[Dataset Boundary: Start]

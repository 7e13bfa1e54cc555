//! Special items and their effects
//!
//! Using an item never mutates robots directly. Each effect resolves its
//! target and returns the list of [`Impact`]s to apply, so the caller can load,
//! change and persist the affected robots as one unit of work.

use serde::{Deserialize, Serialize};
use std::fmt;
use std::str::FromStr;
use uuid::Uuid;

use crate::core::error::{GameError, Result};
use crate::core::types::{PlanetId, PlayerId, RobotId};
use crate::robot::state::Robot;

pub const ROCKET_DAMAGE: u32 = 5;
pub const LONG_RANGE_BOMBARDMENT_DAMAGE: u32 = 10;
pub const SELF_DESTRUCTION_SELF_DAMAGE: u32 = 1000;
pub const SELF_DESTRUCTION_AREA_DAMAGE: u32 = 20;
pub const NUKE_DAMAGE: u32 = 100;
pub const REPAIR_SWARM_HEAL: u32 = 20;

/// Which kind of command an item belongs to
#[derive(Debug, Clone, Copy, PartialEq, Eq, Serialize, Deserialize)]
pub enum ItemFamily {
    Attack,
    Movement,
    Repair,
}

/// Every concrete item a robot can carry
#[derive(Debug, Clone, Copy, PartialEq, Eq, Hash, Serialize, Deserialize)]
#[serde(rename_all = "SCREAMING_SNAKE_CASE")]
pub enum ItemType {
    Rocket,
    LongRangeBombardment,
    SelfDestruction,
    Nuke,
    Wormhole,
    RepairSwarm,
}

/// A single change an item effect wants applied to a robot
#[derive(Debug, Clone, Copy, PartialEq, Eq, Serialize, Deserialize)]
#[serde(tag = "type", rename_all = "camelCase")]
pub enum Impact {
    Damage { robot: RobotId, amount: u32 },
    Repair { robot: RobotId, amount: u32 },
    Teleport { robot: RobotId, planet: PlanetId },
}

impl Impact {
    pub fn robot(&self) -> RobotId {
        match *self {
            Impact::Damage { robot, .. }
            | Impact::Repair { robot, .. }
            | Impact::Teleport { robot, .. } => robot,
        }
    }

    /// Apply this impact to the robot it names
    pub fn apply(&self, robot: &mut Robot) {
        debug_assert_eq!(robot.id(), self.robot());
        match *self {
            Impact::Damage { amount, .. } => robot.receive_damage(amount),
            Impact::Repair { amount, .. } => robot.repair_by(amount),
            Impact::Teleport { planet, .. } => robot.teleport(planet),
        }
    }
}

/// Read access to robots and planets that item effects need
pub trait RobotLookup {
    fn robot(&self, id: RobotId) -> Option<Robot>;
    fn robots_on_planet(&self, planet: PlanetId) -> Vec<Robot>;
    fn robots_of_player_on_planet(&self, player: PlayerId, planet: PlanetId) -> Vec<Robot>;
    fn planet_exists(&self, planet: PlanetId) -> bool;
}

impl ItemType {
    pub const ALL: [ItemType; 6] = [
        ItemType::Rocket,
        ItemType::LongRangeBombardment,
        ItemType::SelfDestruction,
        ItemType::Nuke,
        ItemType::Wormhole,
        ItemType::RepairSwarm,
    ];

    pub fn family(self) -> ItemFamily {
        match self {
            ItemType::Rocket
            | ItemType::LongRangeBombardment
            | ItemType::SelfDestruction
            | ItemType::Nuke => ItemFamily::Attack,
            ItemType::Wormhole => ItemFamily::Movement,
            ItemType::RepairSwarm => ItemFamily::Repair,
        }
    }

    /// Resolve the effect of `user` using this item on `target`
    ///
    /// `target` is a robot id for rockets and a planet id for everything
    /// aimed at a planet. Repair swarms ignore it.
    pub fn effect(
        self,
        user: &Robot,
        target: Uuid,
        lookup: &impl RobotLookup,
    ) -> Result<Vec<Impact>> {
        match self {
            ItemType::Rocket => rocket(target, lookup),
            ItemType::LongRangeBombardment => {
                area_damage(PlanetId(target), LONG_RANGE_BOMBARDMENT_DAMAGE, lookup)
            }
            ItemType::SelfDestruction => self_destruction(user, target, lookup),
            ItemType::Nuke => area_damage(PlanetId(target), NUKE_DAMAGE, lookup),
            ItemType::Wormhole => wormhole(user, target, lookup),
            ItemType::RepairSwarm => Ok(repair_swarm(user, lookup)),
        }
    }
}

fn rocket(target: Uuid, lookup: &impl RobotLookup) -> Result<Vec<Impact>> {
    let target = lookup
        .robot(RobotId(target))
        .ok_or(GameError::RobotNotFound(RobotId(target)))?;
    Ok(vec![Impact::Damage {
        robot: target.id(),
        amount: ROCKET_DAMAGE,
    }])
}

fn area_damage(planet: PlanetId, amount: u32, lookup: &impl RobotLookup) -> Result<Vec<Impact>> {
    Ok(lookup
        .robots_on_planet(planet)
        .iter()
        .filter(|r| r.is_alive())
        .map(|r| Impact::Damage { robot: r.id(), amount })
        .collect())
}

fn self_destruction(user: &Robot, target: Uuid, lookup: &impl RobotLookup) -> Result<Vec<Impact>> {
    if PlanetId(target) != user.planet() {
        return Err(GameError::TargetInvalid(
            "self destruction can only target the robot's own planet".into(),
        ));
    }
    let mut impacts = vec![Impact::Damage {
        robot: user.id(),
        amount: SELF_DESTRUCTION_SELF_DAMAGE,
    }];
    impacts.extend(
        lookup
            .robots_on_planet(user.planet())
            .iter()
            .filter(|r| r.id() != user.id() && r.is_alive())
            .map(|r| Impact::Damage {
                robot: r.id(),
                amount: SELF_DESTRUCTION_AREA_DAMAGE,
            }),
    );
    Ok(impacts)
}

fn wormhole(user: &Robot, target: Uuid, lookup: &impl RobotLookup) -> Result<Vec<Impact>> {
    let planet = PlanetId(target);
    if !lookup.planet_exists(planet) {
        return Err(GameError::UnknownPlanet(planet));
    }
    Ok(vec![Impact::Teleport {
        robot: user.id(),
        planet,
    }])
}

fn repair_swarm(user: &Robot, lookup: &impl RobotLookup) -> Vec<Impact> {
    lookup
        .robots_of_player_on_planet(user.player(), user.planet())
        .iter()
        .filter(|r| r.is_alive())
        .map(|r| Impact::Repair {
            robot: r.id(),
            amount: REPAIR_SWARM_HEAL,
        })
        .collect()
}

impl fmt::Display for ItemType {
    fn fmt(&self, f: &mut fmt::Formatter<'_>) -> fmt::Result {
        let name = match self {
            ItemType::Rocket => "ROCKET",
            ItemType::LongRangeBombardment => "LONG_RANGE_BOMBARDMENT",
            ItemType::SelfDestruction => "SELF_DESTRUCTION",
            ItemType::Nuke => "NUKE",
            ItemType::Wormhole => "WORMHOLE",
            ItemType::RepairSwarm => "REPAIR_SWARM",
        };
        f.write_str(name)
    }
}

impl FromStr for ItemType {
    type Err = GameError;

    fn from_str(s: &str) -> Result<Self> {
        Self::ALL
            .into_iter()
            .find(|item| item.to_string().eq_ignore_ascii_case(s))
            .ok_or_else(|| GameError::UnknownItem(s.to_string()))
    }
}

[Dataset Boundary: End]

[Brief]
Note every line of the entries in which "impacts" appears, and copy it down.

[Answer below]
    let mut impacts = vec![Impact::Damage {
    impacts.extend(
    Ok(impacts)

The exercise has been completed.